Company Description
MillionLogics, a trusted Oracle Partner, is a global IT solutions leader with offices in London, UK, and a development hub in Hyderabad, India. We specialise in driving digital transformation through scalable and innovative solutions, focusing on Data & AI, Cloud, IT consulting, security, and Oracle technologies. Backed by a team of over 55 AI experts, we prioritise delivering tailored, result-driven solutions that empower enterprises to excel. Committed to innovation and excellence, MillionLogics is at the forefront of helping businesses adapt and thrive in a rapidly evolving digital landscape. For more insights into our services and leadership, visit our website: MillionLogics.
Role Description
We are looking for a Senior Security Expert (LLM Benchmark & AI Safety) to help design, build, and validate a high-difficulty cybersecurity benchmark targeting frontier AI model evaluation.
This is a dual-mandate role: you will both architect challenging, real-world security scenarios for the benchmark and serve as a human annotator, verifying that included vulnerabilities are technically sound, genuinely exploitable, and represent a high-value signal for leading AI labs such as Anthropic, Google DeepMind, and OpenAI.
This role sits at the intersection of offensive security, security research, and AI safety evaluation. You will work closely with ML and data teams to ensure the benchmark reflects the complexity, nuance, and adversarial depth required for evaluating frontier models.
Offer Details:
Mode of work: Fully Remote
Pay: INR 2 lakhs to 2.25 Lakhs Per month (net/take-home)
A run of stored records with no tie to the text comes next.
/// Verification outcome.
#[derive(Debug, Clone, Copy, PartialEq, Eq, Serialize, Deserialize)]
#[serde(rename_all = "lowercase")]
pub enum Outcome {
    Pass,
    Fail,
    Error,
}

/// Workflow that produced the record.
#[derive(Debug, Clone, Copy, PartialEq, Eq, Serialize, Deserialize)]
#[serde(rename_all = "lowercase")]
pub enum StreamKind {
    Unit,
    Conformance,
    Perf,
}

/// Canonical structured log entry.
///
/// Required fields: `timestamp`, `trace_id`, `level`, `event`.
#[derive(Debug, Clone, Serialize, Deserialize)]
pub struct LogEntry {
    // Required
    pub timestamp: String,
    pub trace_id: String,
    pub level: LogLevel,
    pub event: String,

    // Optional
    #[serde(skip_serializing_if = "Option::is_none")]
    pub stream: Option<StreamKind>,
    /// Fixture family, e.g. `printf/float`.
    #[serde(skip_serializing_if = "Option::is_none")]
    pub family: Option<String>,
    #[serde(skip_serializing_if = "Option::is_none")]
    pub case_name: Option<String>,
    #[serde(skip_serializing_if = "Option::is_none")]
    pub template: Option<String>,
    #[serde(skip_serializing_if = "Option::is_none")]
    pub outcome: Option<Outcome>,
    /// Length reported by the measuring pass.
    #[serde(skip_serializing_if = "Option::is_none")]
    pub measured_len: Option<usize>,
    #[serde(skip_serializing_if = "Option::is_none")]
    pub latency_ns: Option<u64>,
    #[serde(skip_serializing_if = "Option::is_none")]
    pub artifact_refs: Option<Vec<String>>,
    #[serde(skip_serializing_if = "Option::is_none")]
    pub details: Option<serde_json::Value>,
}

impl LogEntry {
    /// Create a new log entry with required fields only.
    #[must_use]
    pub fn new(trace_id: impl Into<String>, level: LogLevel, event: impl Into<String>) -> Self {
        Self {
            timestamp: now_utc(),
            trace_id: trace_id.into(),
            level,
            event: event.into(),
            stream: None,
            family: None,
            case_name: None,
            template: None,
            outcome: None,
            measured_len: None,
            latency_ns: None,
            artifact_refs: None,
            details: None,
        }
    }

    #[must_use]
    pub fn with_stream(mut self, stream: StreamKind) -> Self {
        self.stream = Some(stream);
        self
    }

    /// Set the fixture family and case name.
    #[must_use]
    pub fn with_case(mut self, family: impl Into<String>, case_name: impl Into<String>) -> Self {
        self.family = Some(family.into());
        self.case_name = Some(case_name.into());
        self
    }

    #[must_use]
    pub fn with_template(mut self, template: impl Into<String>) -> Self {
        self.template = Some(template.into());
        self
    }

    #[must_use]
    pub fn with_outcome(mut self, outcome: Outcome) -> Self {
        self.outcome = Some(outcome);
        self
    }

    #[must_use]
    pub fn with_measured_len(mut self, len: usize) -> Self {
        self.measured_len = Some(len);
        self
    }

    /// Set latency in nanoseconds.
    #[must_use]
    pub fn with_latency_ns(mut self, ns: u64) -> Self {
        self.latency_ns = Some(ns);
        self
    }

    /// Add artifact references.
    #[must_use]
    pub fn with_artifacts(mut self, refs: Vec<String>) -> Self {
        self.artifact_refs = Some(refs);
        self
    }

    /// Set free-form details.
    #[must_use]
    pub fn with_details(mut self, details: serde_json::Value) -> Self {
        self.details = Some(details);
        self
    }

    /// Serialize to a single JSONL line (no trailing newline).
    pub fn to_jsonl(&self) -> Result<String, serde_json::Error> {
        serde_json::to_string(self)
    }
}

// ---------------------------------------------------------------------------
// Artifact index
// ---------------------------------------------------------------------------

/// A single artifact entry in the index.
#[derive(Debug, Clone, Serialize, Deserialize)]
pub struct ArtifactEntry {
    pub path: String,
    pub kind: String,
    pub sha256: String,
    #[serde(skip_serializing_if = "Option::is_none")]
    pub size_bytes: Option<u64>,
}

/// Artifact index linking a run's log to the files it produced.
#[derive(Debug, Clone, Serialize, Deserialize)]
pub struct ArtifactIndex {
    pub index_version: u32,
    pub run_id: String,
    pub generated_utc: String,
    pub artifacts: Vec<ArtifactEntry>,
}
Duration of Contract: 12 months
Number of positions: 5
Experience: 7+
What does day-to-day look like
Benchmark Design & Example Creation
- Design and develop complex, multi-step security challenges across:
- Application security
- Cloud misconfigurations
- Binary exploitation
- Cryptographic weaknesses
- API abuse
- Supply chain attacks
- Map scenarios to frameworks such as MITRE ATT&CK, OWASP Top 10, and OWASP ASVS
- Create challenges that distinguish surface-level pattern matching vs deep security reasoning in LLMs
- Develop grading rubrics and ground-truth solutions, including partial-credit logic
- Ensure coverage across multiple difficulty tiers to benchmark model capability progression
Human Annotation & Vulnerability Verification
- Review and annotate benchmark samples across:
- Validity – Is the vulnerability technically correct
- Reachability – Can it realistically be triggered
- Exploitability – What effort and primitives are required
- Clarity – Is the challenge unambiguous yet non-trivial
- Flag unrealistic assumptions, inaccuracies, or oversimplifications
- Evaluate whether samples provide a high-value signal for AI safety and capability evaluations
Quality & Safety Review for Lab Submission
- Apply dual-use risk filtering to prevent real-world misuse while maintaining technical depth
- Produce structured metadata: Difficulty rating
- Domain category
- Required attacker knowledge
- Recommended use (capability eval, red-teaming, safety eval, fine-tuning)
- Collaborate with AI lab evaluation teams to refine benchmark quality and coverage
Security Architecture Input
- Advise on secure infrastructure for: Benchmark hosting
- Sample storage
- Model evaluation pipelines
- Review tooling and agentic evaluation frameworks from a security perspective
Required Skills and Experience
- 7+ years in offensive or applied security roles (penetration testing, red teaming, vulnerability research, application security)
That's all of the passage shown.